An Ipex happening crystallised the inkjet opportunity for Jo Francis.

I had a bit of an epiphany at Ipex.

As you may be aware, we PrintWeekers were producing the Show Daily live at the exhibition.

I’ve been involved in many projects of this ilk over many years and many different shows. Back in the last century we produced a Daily using film that was hand-planned, we’ve used CTP and sheetfed presses, a web offset press (yes, really), and using a variety of electrophotographic digital print kit.

This project marked an inkjet first for us, as the Ipex Daily this time around was printed on Fujifilm’s 540W inkjet web press.

My epiphany came around day three of the show. We had just pressed the ‘go’ button after approving the final page of the 16pp job in Fujifilm’s XMF workflow. And, miracle of miracles we hadn’t busted the deadlines on the agreed schedule TOO badly. Ahem.

We were sitting in our little editorial office feeling quite chuffed, thinking about the next set of tasks for the following issue.

Then Fujifilm’s Sean Lane popped in holding a 16pp Daily section that was literally hot off the press.

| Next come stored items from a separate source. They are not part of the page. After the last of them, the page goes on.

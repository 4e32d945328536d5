//! The catalog query and normalization engine.
//!
//! Request parameters flow through [`filter`] into a [`Predicate`], the store
//! counts and fetches matching documents using [`page`] options, and
//! [`format`] projects each document into a DTO using the [`price`]
//! normalizer. [`resolve`] and [`admin`] serve the admin mutation path.

pub mod admin;
pub mod filter;
pub mod format;
pub mod page;
pub mod predicate;
pub mod price;
pub mod resolve;

pub use admin::{InventoryPatch, NewInventoryItem};
pub use filter::{CatalogQuery, series_filter};
pub use format::{ComicSummary, InventoryItem, to_inventory_item, to_summary};
pub use page::{Page, PageRequest};
pub use predicate::{FieldSet, FindOptions, Predicate, SortOrder};
pub use price::{canonical_price, normalize_price};
pub use resolve::{IdCandidate, candidates};
//! Projection of stored documents into response DTOs.

use serde::Serialize;
use serde_json::Value;

use crate::catalog::price::canonical_price;
use crate::error::ValidationError;
use crate::types::{Document, DocumentId, coerce_price, price_or_sentinel};

/// Image shown when a document has no thumbnail.
pub const PLACEHOLDER_IMAGE: &str = "https://placedog.net/500/280";

/// Public catalog entry.
#[derive(Debug, Clone, PartialEq, Serialize)]
pub struct ComicSummary {
    pub id: String,
    pub title: String,
    #[serde(rename = "img")]
    pub image: String,
    pub description: String,
    pub price: f64,
}

/// Administrative inventory entry.
///
/// Unlike [`ComicSummary`], explicit admin-managed `price` and `image` fields
/// take precedence over the values derived from imported data, and an
/// explicit `null` price is reported as such.
#[derive(Debug, Clone, PartialEq, Serialize)]
#[serde(rename_all = "camelCase")]
pub struct InventoryItem {
    pub id: String,
    pub title: String,
    pub image: String,
    pub description: String,
    pub price: Option<f64>,
    #[serde(skip_serializing_if = "Option::is_none")]
    pub created_at: Option<String>,
}

/// Stringify a stored `_id`.
///
/// Unknown shapes fall back to their JSON text so a malformed import still
/// renders.
#[must_use]
pub fn display_id(doc: &Document) -> String {
    match doc.get("_id") {
        None | Some(Value::Null) => String::new(),
        Some(raw) => DocumentId::from_value(raw).map_or_else(|| raw.to_string(), |id| id.to_string()),
    }
}

fn text_field(doc: &Document, field: &str) -> String {
    doc.get(field)
        .and_then(Value::as_str)
        .unwrap_or_default()
        .to_string()
}

/// The image derived from imported `thumbnail` data.
#[must_use]
pub fn thumbnail_image(doc: &Document) -> String {
    match doc.get("thumbnail") {
        Some(Value::Object(thumb)) if !thumb.is_empty() => {
            let path = thumb.get("path").and_then(Value::as_str).unwrap_or_default();
            format!("{path}.jpg")
        }
        Some(Value::String(path)) if !path.is_empty() => format!("{path}.jpg"),
        _ => PLACEHOLDER_IMAGE.to_string(),
    }
}

/// Project a document into the public DTO.
///
/// # Errors
///
/// Returns [`ValidationError::InvalidPrice`] if the stored price data cannot
/// be normalized.
pub fn to_summary(doc: &Document) -> Result<ComicSummary, ValidationError> {
    Ok(ComicSummary {
        id: display_id(doc),
        title: text_field(doc, "title"),
        image: thumbnail_image(doc),
        description: text_field(doc, "description"),
        price: canonical_price(doc)?,
    })
}

/// Project a document into the administrative DTO.
///
/// # Errors
///
/// Returns [`ValidationError::InvalidPrice`] if the stored price data cannot
/// be interpreted.
///
/// A stored zero price reports the sentinel; only an explicit `null` stays
/// empty.
pub fn to_inventory_item(doc: &Document) -> Result<InventoryItem, ValidationError> {
    let price = match doc.get("price") {
        Some(explicit) => coerce_price(explicit)?.map(|p| price_or_sentinel(Some(p))),
        None => Some(canonical_price(doc)?),
    };

    let image = match doc.get("image").and_then(Value::as_str) {
        Some(explicit) if !explicit.trim().is_empty() => explicit.to_string(),
        _ => thumbnail_image(doc),
    };

    Ok(InventoryItem {
        id: display_id(doc),
        title: text_field(doc, "title"),
        image,
        description: text_field(doc, "description"),
        price,
        created_at: doc
            .get("created_at")
            .and_then(Value::as_str)
            .map(str::to_string),
    })
}
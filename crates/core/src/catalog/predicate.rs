//! The predicate language understood by document stores.
//!
//! Filters are built as a [`Predicate`] tree and handed to a store adapter,
//! which either evaluates it in memory or compiles it to a query. User input
//! only ever appears as bound values inside a predicate, never as structure.

use std::ops::Bound;

use chrono::NaiveDateTime;
use serde_json::{Map, Value};

use crate::types::DocumentId;

/// A filter condition over stored documents.
#[derive(Debug, Clone, PartialEq)]
pub enum Predicate {
    /// All sub-predicates match. An empty list matches every document.
    And(Vec<Predicate>),
    /// Any sub-predicate matches. An empty list matches nothing.
    Or(Vec<Predicate>),
    /// `_id` equals the given typed identifier.
    IdEquals(DocumentId),
    /// A top-level field equals a JSON value exactly.
    FieldEquals { field: String, value: Value },
    /// A string field contains `needle`, ignoring case. On an array field, any
    /// string element containing `needle` matches.
    Contains { field: String, needle: String },
    /// A string field equals `value`, ignoring case.
    EqualsIgnoreCase { field: String, value: String },
    /// The canonical price lies within the given bounds.
    PriceWithin { lower: Bound<f64>, upper: Bound<f64> },
    /// Some entry of the `field` array has `type == kind` and a `date` whose
    /// wall-clock part lies within `[from, to]`.
    DateRecord {
        field: String,
        kind: String,
        from: NaiveDateTime,
        to: NaiveDateTime,
    },
}

impl Predicate {
    /// A predicate matching every document.
    #[must_use]
    pub const fn all() -> Self {
        Self::And(Vec::new())
    }

    /// Returns true if this predicate matches every document.
    #[must_use]
    pub fn is_all(&self) -> bool {
        matches!(self, Self::And(clauses) if clauses.is_empty())
    }

    /// Equality on a top-level string field.
    #[must_use]
    pub fn field_eq(field: &str, value: impl Into<Value>) -> Self {
        Self::FieldEquals {
            field: field.to_string(),
            value: value.into(),
        }
    }
}

/// A set of top-level fields to overwrite on a matched document.
pub type FieldSet = Map<String, Value>;

/// Direction of the canonical price sort.
#[derive(Debug, Clone, Copy, PartialEq, Eq)]
pub enum SortOrder {
    Asc,
    Desc,
}

/// Sort and window options for `find`.
#[derive(Debug, Clone, Copy, Default, PartialEq, Eq)]
pub struct FindOptions {
    /// Sort by canonical price, `None` keeps insertion order.
    pub sort: Option<SortOrder>,
    pub skip: u64,
    pub limit: Option<u64>,
}
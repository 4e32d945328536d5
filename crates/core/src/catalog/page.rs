//! Pagination and sort parameters.

use serde::Serialize;

use crate::catalog::filter::CatalogQuery;
use crate::catalog::predicate::{FindOptions, SortOrder};
use crate::error::ValidationError;

pub const DEFAULT_PAGE: u64 = 1;
pub const DEFAULT_LIMIT: u64 = 50;

/// A validated page window and sort direction.
#[derive(Debug, Clone, Copy, PartialEq, Eq)]
pub struct PageRequest {
    /// 1-based page number.
    pub page: u64,
    pub limit: u64,
    pub sort: Option<SortOrder>,
}

impl Default for PageRequest {
    fn default() -> Self {
        Self {
            page: DEFAULT_PAGE,
            limit: DEFAULT_LIMIT,
            sort: Some(SortOrder::Asc),
        }
    }
}

fn positive(raw: Option<&str>, default: u64) -> Result<u64, String> {
    let Some(value) = raw.map(str::trim).filter(|v| !v.is_empty()) else {
        return Ok(default);
    };

    match value.parse::<u64>() {
        Ok(n) if n > 0 => Ok(n),
        _ => Err(value.to_string()),
    }
}

/// Parse a sort direction.
///
/// Absent means ascending. `all`, `none` and the empty string keep natural
/// order.
///
/// # Errors
///
/// Returns [`ValidationError::InvalidSortOrder`] for any other value.
pub fn parse_sort(raw: Option<&str>) -> Result<Option<SortOrder>, ValidationError> {
    let Some(value) = raw.map(str::trim) else {
        return Ok(Some(SortOrder::Asc));
    };

    match value.to_ascii_lowercase().as_str() {
        "asc" => Ok(Some(SortOrder::Asc)),
        "desc" => Ok(Some(SortOrder::Desc)),
        "" | "all" | "none" => Ok(None),
        _ => Err(ValidationError::InvalidSortOrder(value.to_string())),
    }
}

impl PageRequest {
    /// Validate the paging parameters of a catalog query.
    ///
    /// # Errors
    ///
    /// Returns a [`ValidationError`] if `page` or `limit` is not a positive
    /// integer, or `sortOrder` is not recognized.
    pub fn parse(query: &CatalogQuery) -> Result<Self, ValidationError> {
        Ok(Self {
            page: positive(query.page.as_deref(), DEFAULT_PAGE)
                .map_err(ValidationError::InvalidPage)?,
            limit: positive(query.limit.as_deref(), DEFAULT_LIMIT)
                .map_err(ValidationError::InvalidLimit)?,
            sort: parse_sort(query.sort_order.as_deref())?,
        })
    }

    /// Number of documents before this page.
    #[must_use]
    pub const fn skip(&self) -> u64 {
        self.page.saturating_sub(1).saturating_mul(self.limit)
    }

    #[must_use]
    pub const fn find_options(&self) -> FindOptions {
        FindOptions {
            sort: self.sort,
            skip: self.skip(),
            limit: Some(self.limit),
        }
    }

    #[must_use]
    pub const fn total_pages(&self, total_results: u64) -> u64 {
        total_results.div_ceil(self.limit)
    }
}

/// One page of a listing.
#[derive(Debug, Clone, PartialEq, Serialize)]
#[serde(rename_all = "camelCase")]
pub struct Page<T> {
    pub page: u64,
    pub total_pages: u64,
    pub total_results: u64,
    pub results: Vec<T>,
}

impl<T> Page<T> {
    #[must_use]
    pub fn new(request: &PageRequest, total_results: u64, results: Vec<T>) -> Self {
        Self {
            page: request.page,
            total_pages: request.total_pages(total_results),
            total_results,
            results,
        }
    }
}
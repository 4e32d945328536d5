//! Database migration command.
//!
//! # Usage
//!
//! ```bash
//! lb-cli migrate
//! ```
//!
//! Migrations live in `crates/storefront/migrations/` and are embedded at
//! compile time.

use super::{CommandError, connect};

/// Run storefront database migrations.
///
/// # Errors
///
/// Returns an error if the database URL is missing, the connection fails, or
/// a migration fails.
pub async fn run() -> Result<(), CommandError> {
    let pool = connect().await?;

    tracing::info!("Running storefront migrations...");
    sqlx::migrate!("../storefront/migrations").run(&pool).await?;

    tracing::info!("Storefront migrations complete!");
    Ok(())
}
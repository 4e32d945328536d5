//! Longbox Storefront library.
//!
//! This crate provides the catalog API as a library, allowing it to be tested
//! against an in-memory store and reused by the CLI.

#![cfg_attr(not(test), forbid(unsafe_code))]

pub mod config;
pub mod db;
pub mod error;
pub mod middleware;
pub mod routes;
pub mod services;
pub mod state;

pub use routes::app;
//! HTTP middleware stack for storefront.
//!
//! # Middleware Order (bottom to top in Router)
//!
//! 1. Sentry layer (capture errors)
//! 2. `TraceLayer` (request tracing)
//! 3. Request ID (add unique ID to each request)
//! 4. CORS
//! 5. Rate limiting on `/api` (governor, binary only)
//!
//! `RequireAdmin` is an extractor rather than a layer and gates the inventory
//! routes.

pub mod admin;
pub mod rate_limit;
pub mod request_id;

pub use admin::{AUTHENTICATED_SUB_HEADER, RequireAdmin, is_privileged};
pub use rate_limit::api_rate_limiter;
pub use request_id::request_id_middleware;
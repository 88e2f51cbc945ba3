// SPDX-License-Identifier: Apache-2.0

use std::fs;
use std::path::{Path, PathBuf};

use stackaudit_model::{codes, Severity};
use stackaudit_policies::{load_policy, AuditPolicy, LeafRule, POLICY_FILE_NAME};

fn example_config() -> PathBuf {
    Path::new(env!("CARGO_MANIFEST_DIR"))
        .join("../../configs/stackaudit.example.toml")
}

#[test]
fn shipped_example_config_is_valid() {
    let tmp = tempfile::tempdir().expect("tempdir");
    let policy = load_policy(tmp.path(), Some(&example_config())).expect("example config");
    assert_eq!(policy.tiers.plugin.leaf, LeafRule::Codename);
    assert_eq!(policy.tiers.application.leaf, LeafRule::Name);
    assert_eq!(
        policy.severity.get(codes::MISSING_HEALTHCHECK),
        Some(&Severity::Medium)
    );
    assert_eq!(policy.workers, AuditPolicy::default().workers);
}

#[test]
fn root_config_is_optional_but_explicit_config_is_not() {
    let tmp = tempfile::tempdir().expect("tempdir");
    assert_eq!(
        load_policy(tmp.path(), None).expect("defaults"),
        AuditPolicy::default()
    );
    let err = load_policy(tmp.path(), Some(Path::new("ci/stackaudit.toml"))).expect_err("missing");
    assert!(err.0.contains("ci/stackaudit.toml"), "{err}");
}

#[test]
fn root_config_errors_name_the_file() {
    let tmp = tempfile::tempdir().expect("tempdir");
    fs::write(tmp.path().join(POLICY_FILE_NAME), "workers = 0\n").expect("write");
    let err = load_policy(tmp.path(), None).expect_err("invalid");
    assert!(err.0.contains(POLICY_FILE_NAME), "{err}");
    assert!(err.0.contains("workers"), "{err}");
}
// SPDX-License-Identifier: Apache-2.0

use std::collections::{BTreeMap, BTreeSet};

use stackaudit_model::{
    DependencyEdge, DependencyKind, GraphReport, ImageNode, ImageRef, Manifest, NodeKind,
    ServiceRecord, SkippedManifest, SourceRef, REPORT_SCHEMA_VERSION,
};
use tracing::warn;

use crate::error::AuditError;

/// A parsed manifest together with the service that owns it.
#[derive(Debug, Clone, Copy)]
pub struct OwnedManifest<'a> {
    pub service: &'a ServiceRecord,
    pub manifest: &'a Manifest,
}

/// Image dependency DAG. Edges point from a base to what is built on it.
#[derive(Debug, Clone, Default)]
pub struct DependencyGraph {
    nodes: BTreeMap<String, ImageNode>,
    edges: BTreeSet<DependencyEdge>,
    dependents: BTreeMap<String, BTreeSet<String>>,
    service_keys: BTreeMap<String, BTreeSet<String>>,
    order: Vec<String>,
}

pub fn stage_node_id(manifest_path: &str, local_name: &str) -> String {
    format!("{manifest_path}#{local_name}")
}

impl DependencyGraph {
    fn add_node(&mut self, id: &str, kind: NodeKind) {
        self.nodes
            .entry(id.to_string())
            .or_insert_with(|| ImageNode {
                id: id.to_string(),
                kind,
            });
    }

    fn add_edge(&mut self, from: &str, to: &str, via: DependencyKind) {
        self.edges.insert(DependencyEdge {
            from: from.to_string(),
            to: to.to_string(),
            via,
        });
        self.dependents
            .entry(from.to_string())
            .or_default()
            .insert(to.to_string());
    }

    /// Service image built from `reference`: the exact declared image, or the
    /// only service publishing that repository.
    fn service_for(&self, reference: &ImageRef) -> Option<String> {
        let owners = self.service_keys.get(&reference.repository_key())?;
        owners
            .iter()
            .find(|id| ImageRef::parse(id).is_ok_and(|image| image == *reference))
            .or_else(|| if owners.len() == 1 { owners.first() } else { None })
            .cloned()
    }

    /// Node id for a reference that leaves the current file.
    fn external_node(&mut self, source: &SourceRef) -> Option<String> {
        let id = match source {
            SourceRef::External { reference } => {
                if let Some(service) = self.service_for(reference) {
                    return Some(service);
                }
                reference.to_string()
            }
            SourceRef::Unresolved { expression } => expression.clone(),
            SourceRef::Stage { .. } | SourceRef::Scratch => return None,
        };
        self.add_node(&id, NodeKind::ExternalBase);
        Some(id)
    }

    fn add_manifest(&mut self, owned: OwnedManifest<'_>) {
        let manifest = owned.manifest;
        let last = manifest.stages.len().saturating_sub(1);
        let stage_ids = manifest
            .stages
            .iter()
            .map(|stage| {
                if stage.index == last {
                    owned.service.declared_image.clone()
                } else {
                    stage_node_id(&manifest.path, &stage.local_name())
                }
            })
            .collect::<Vec<_>>();

        for stage in &manifest.stages {
            let target = stage_ids[stage.index].clone();
            if stage.index != last {
                self.add_node(
                    &target,
                    NodeKind::Stage {
                        manifest: manifest.path.clone(),
                        index: stage.index,
                        alias: stage.alias.clone(),
                    },
                );
            }
            let sources = std::iter::once((&stage.base, DependencyKind::From)).chain(
                stage
                    .instructions
                    .copy_from_refs
                    .iter()
                    .map(|copy| (&copy.source, copy.via)),
            );
            for (source, via) in sources {
                let from = match source {
                    SourceRef::Stage { index, .. } => stage_ids.get(*index).cloned(),
                    other => self.external_node(other),
                };
                if let Some(from) = from {
                    self.add_edge(&from, &target, via);
                }
            }
        }
    }

    /// Kahn's algorithm with a sorted ready set, so the order is stable.
    fn sort(&mut self) -> Result<(), AuditError> {
        let mut indegree = self
            .nodes
            .keys()
            .map(|id| (id.as_str(), 0usize))
            .collect::<BTreeMap<_, _>>();
        for edge in &self.edges {
            if let Some(count) = indegree.get_mut(edge.to.as_str()) {
                *count += 1;
            }
        }
        let mut ready = indegree
            .iter()
            .filter(|(_, count)| **count == 0)
            .map(|(id, _)| *id)
            .collect::<BTreeSet<_>>();
        let mut order = Vec::with_capacity(self.nodes.len());
        while let Some(id) = ready.pop_first() {
            order.push(id.to_string());
            for dependent in self.dependents.get(id).into_iter().flatten() {
                if let Some(count) = indegree.get_mut(dependent.as_str()) {
                    *count -= 1;
                    if *count == 0 {
                        ready.insert(dependent.as_str());
                    }
                }
            }
        }
        if order.len() < self.nodes.len() {
            let placed = order.iter().map(String::as_str).collect::<BTreeSet<_>>();
            let nodes = self
                .nodes
                .keys()
                .filter(|id| !placed.contains(id.as_str()))
                .cloned()
                .collect();
            return Err(AuditError::CyclicDependency { nodes });
        }
        self.order = order;
        Ok(())
    }

    pub fn nodes(&self) -> impl Iterator<Item = &ImageNode> {
        self.nodes.values()
    }

    pub fn edges(&self) -> impl Iterator<Item = &DependencyEdge> {
        self.edges.iter()
    }

    pub fn order(&self) -> &[String] {
        &self.order
    }

    pub fn node(&self, id: &str) -> Option<&ImageNode> {
        self.nodes.get(id)
    }

    pub fn dependents(&self, id: &str) -> impl Iterator<Item = &str> {
        self.dependents
            .get(id)
            .into_iter()
            .flatten()
            .map(String::as_str)
    }

    /// Service and external nodes whose image shares `key` as repository key.
    pub fn nodes_for_key(&self, key: &str) -> Vec<&str> {
        self.nodes
            .values()
            .filter(|node| {
                matches!(node.kind, NodeKind::Service { .. } | NodeKind::ExternalBase)
            })
            .filter(|node| {
                ImageRef::parse(&node.id).is_ok_and(|image| image.repository_key() == key)
            })
            .map(|node| node.id.as_str())
            .collect()
    }

    pub fn report(&self, skipped: Vec<SkippedManifest>) -> GraphReport {
        GraphReport {
            schema_version: REPORT_SCHEMA_VERSION,
            nodes: self.nodes.values().cloned().collect(),
            edges: self.edges.iter().cloned().collect(),
            topological_order: self.order.clone(),
            skipped,
        }
    }
}

/// Builds the graph over every service record and the manifests they own.
/// Cross-file edges only arise through a service's declared image.
pub fn build_graph(
    records: &[ServiceRecord],
    manifests: &[OwnedManifest<'_>],
) -> Result<DependencyGraph, AuditError> {
    let mut graph = DependencyGraph::default();
    for record in records {
        if let Some(owner) = graph
            .node(&record.declared_image)
            .and_then(ImageNode::service_name)
        {
            warn!(service = %record.name, owner = %owner, image = %record.declared_image, "declared image already has a service node");
            continue;
        }
        graph.add_node(
            &record.declared_image,
            NodeKind::Service {
                service: record.name.clone(),
            },
        );
        match ImageRef::parse(&record.declared_image) {
            Ok(image) => {
                graph
                    .service_keys
                    .entry(image.repository_key())
                    .or_default()
                    .insert(record.declared_image.clone());
            }
            Err(err) => warn!(service = %record.name, error = %err, "declared image is not a valid reference"),
        }
    }

    let mut ordered = manifests.to_vec();
    ordered.sort_by(|a, b| a.manifest.path.cmp(&b.manifest.path));
    for owned in ordered {
        let owner = graph
            .node(&owned.service.declared_image)
            .and_then(ImageNode::service_name);
        if owner != Some(owned.service.name.as_str()) {
            warn!(service = %owned.service.name, manifest = %owned.manifest.path, "manifest skipped, its image belongs to another service");
            continue;
        }
        graph.add_manifest(owned);
    }
    graph.sort()?;
    Ok(graph)
}
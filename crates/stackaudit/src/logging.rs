// SPDX-License-Identifier: Apache-2.0

use std::env;

use tracing::debug;
use tracing_subscriber::{layer::SubscriberExt, util::SubscriberInitExt, EnvFilter};

pub const LOG_ENV: &str = "STACKAUDIT_LOG";
pub const LOG_JSON_ENV: &str = "STACKAUDIT_LOG_JSON";

fn env_bool(name: &str, default: bool) -> bool {
    env::var(name)
        .ok()
        .and_then(|v| match v.as_str() {
            "1" | "true" | "TRUE" | "yes" | "YES" => Some(true),
            "0" | "false" | "FALSE" | "no" | "NO" => Some(false),
            _ => None,
        })
        .unwrap_or(default)
}

pub fn default_level(quiet: bool, verbose: u8) -> &'static str {
    if quiet {
        return "error";
    }
    match verbose {
        0 => "warn",
        1 => "info",
        2 => "debug",
        _ => "trace",
    }
}

/// Installs the stderr subscriber. `STACKAUDIT_LOG` wins over the flags.
/// Returns false when a global subscriber was already installed.
pub fn init(quiet: bool, verbose: u8) -> bool {
    let filter = EnvFilter::try_from_env(LOG_ENV)
        .unwrap_or_else(|_| EnvFilter::new(default_level(quiet, verbose)));
    let registry = tracing_subscriber::registry().with(filter);
    let result = if env_bool(LOG_JSON_ENV, false) {
        registry
            .with(
                tracing_subscriber::fmt::layer()
                    .json()
                    .with_writer(std::io::stderr),
            )
            .try_init()
    } else {
        registry
            .with(
                tracing_subscriber::fmt::layer()
                    .with_target(false)
                    .with_writer(std::io::stderr),
            )
            .try_init()
    };
    match result {
        Ok(()) => true,
        Err(err) => {
            debug!(error = %err, "tracing subscriber already installed");
            false
        }
    }
}
// SPDX-License-Identifier: Apache-2.0

use serde::Serialize;
use sha2::{Digest, Sha256};
use stackaudit_model::{
    ComplianceFinding, DependencyKind, FindingCounts, GraphReport, ImpactReport, NodeKind,
    ValidationReport, REPORT_SCHEMA_VERSION,
};

/// Hex sha256 over the compact JSON encoding of the sorted findings.
pub fn findings_digest(findings: &[ComplianceFinding]) -> Result<String, String> {
    let bytes = serde_json::to_vec(findings).map_err(|err| err.to_string())?;
    Ok(format!("{:x}", Sha256::digest(&bytes)))
}

pub fn exit_code_for_findings(findings: &[ComplianceFinding]) -> i32 {
    if findings.iter().any(|f| f.severity.is_actionable()) {
        1
    } else {
        0
    }
}

pub fn build_validation_report(
    registry: &str,
    services: usize,
    manifests: usize,
    findings: Vec<ComplianceFinding>,
) -> Result<ValidationReport, String> {
    Ok(ValidationReport {
        schema_version: REPORT_SCHEMA_VERSION,
        command: "validate".to_string(),
        registry: registry.to_string(),
        services: services as u64,
        manifests: manifests as u64,
        counts: FindingCounts::from_findings(&findings),
        findings_sha256: findings_digest(&findings)?,
        exit_code: exit_code_for_findings(&findings),
        findings,
    })
}

pub fn render_json<T: Serialize + ?Sized>(value: &T) -> Result<String, String> {
    serde_json::to_string_pretty(value).map_err(|err| err.to_string())
}

pub fn render_text_summary(report: &ValidationReport) -> String {
    format!(
        "summary: services={} manifests={} critical={} high={} medium={} low={} total={}",
        report.services,
        report.manifests,
        report.counts.critical,
        report.counts.high,
        report.counts.medium,
        report.counts.low,
        report.counts.total,
    )
}

fn location(finding: &ComplianceFinding) -> String {
    match (&finding.path, finding.line) {
        (Some(path), Some(line)) => format!(" ({path}:{line})"),
        (Some(path), None) => format!(" ({path})"),
        _ => String::new(),
    }
}

pub fn render_validation_text(report: &ValidationReport) -> String {
    let mut lines = vec![render_text_summary(report)];
    for finding in &report.findings {
        lines.push(format!(
            "{} {} {} [{}] {}{}",
            finding.severity,
            finding.service,
            finding.code,
            finding.source,
            finding.message,
            location(finding),
        ));
    }
    lines.join("\n")
}

fn via_label(via: DependencyKind) -> &'static str {
    match via {
        DependencyKind::From => "from",
        DependencyKind::Copy => "copy",
        DependencyKind::Mount => "mount",
    }
}

pub fn render_graph_text(report: &GraphReport) -> String {
    let mut lines = vec![format!(
        "graph: nodes={} edges={} skipped={}",
        report.nodes.len(),
        report.edges.len(),
        report.skipped.len()
    )];
    for id in &report.topological_order {
        let kind = report
            .nodes
            .iter()
            .find(|node| &node.id == id)
            .map(|node| match node.kind {
                NodeKind::ExternalBase => "external",
                NodeKind::Stage { .. } => "stage",
                NodeKind::Service { .. } => "service",
            })
            .unwrap_or("unknown");
        lines.push(format!("node: {kind} {id}"));
    }
    for edge in &report.edges {
        lines.push(format!("edge: {} -> {} ({})", edge.from, edge.to, via_label(edge.via)));
    }
    for skipped in &report.skipped {
        for error in &skipped.errors {
            lines.push(format!("skipped: {} {error}", skipped.path));
        }
    }
    lines.join("\n")
}

fn dot_escape(value: &str) -> String {
    value.replace('\\', "\\\\").replace('"', "\\\"")
}

pub fn render_graph_dot(report: &GraphReport) -> String {
    let mut lines = vec!["digraph stackaudit {".to_string(), "  rankdir=LR;".to_string()];
    for node in &report.nodes {
        let shape = match node.kind {
            NodeKind::ExternalBase => "ellipse",
            NodeKind::Stage { .. } => "box",
            NodeKind::Service { .. } => "doubleoctagon",
        };
        lines.push(format!("  \"{}\" [shape={shape}];", dot_escape(&node.id)));
    }
    for edge in &report.edges {
        let style = match edge.via {
            DependencyKind::From => "solid",
            DependencyKind::Copy => "dashed",
            DependencyKind::Mount => "dotted",
        };
        lines.push(format!(
            "  \"{}\" -> \"{}\" [style={style}];",
            dot_escape(&edge.from),
            dot_escape(&edge.to)
        ));
    }
    lines.push("}".to_string());
    lines.join("\n")
}

pub fn render_impact_text(report: &ImpactReport) -> String {
    let impact = &report.impact;
    let resolution = serde_json::to_value(impact.resolution)
        .ok()
        .and_then(|value| value.as_str().map(str::to_string))
        .unwrap_or_default();
    let mut lines = vec![format!(
        "impact: changed={} resolution={resolution} services={}",
        impact.changed,
        impact.services.len()
    )];
    for service in &impact.services {
        lines.push(format!(
            "service: {} {} distance={}",
            service.name, service.image, service.distance
        ));
    }
    lines.join("\n")
}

This was eight minutes after we’d pressed go on it. EIGHT MINUTES. I must emphasise that we hadn’t set it up as some sort of “how fast can we do this” experiment, and Sean had merely sauntered over to us from the Fujifilm booth rather than attempting a Usain Bolt-style sprint across the show floor.

Hence my epiphany. It made me realise just how quickly jobs can be turned around using slick workflows and this type of printing technology.

Production of the complete finished job didn’t take much longer once the Horizon Stitchliner got to work on a reel of sections.

The world’s first inkjet press of this type is installed at Glasgow book printer Bell & Bain. Books being an area where the print-on-demand model has really taken off.

It seems to me that there are potentially many other untapped opportunities for this type of digital print production.

Yes, of course the economic model in terms of the cost of the kit and the running costs has to tick the right boxes. And that is one of the big questions marks over the latest generation of digital presses.

But surely there will be print bosses out there having a similar epiphany about the inkjet opportunity, too.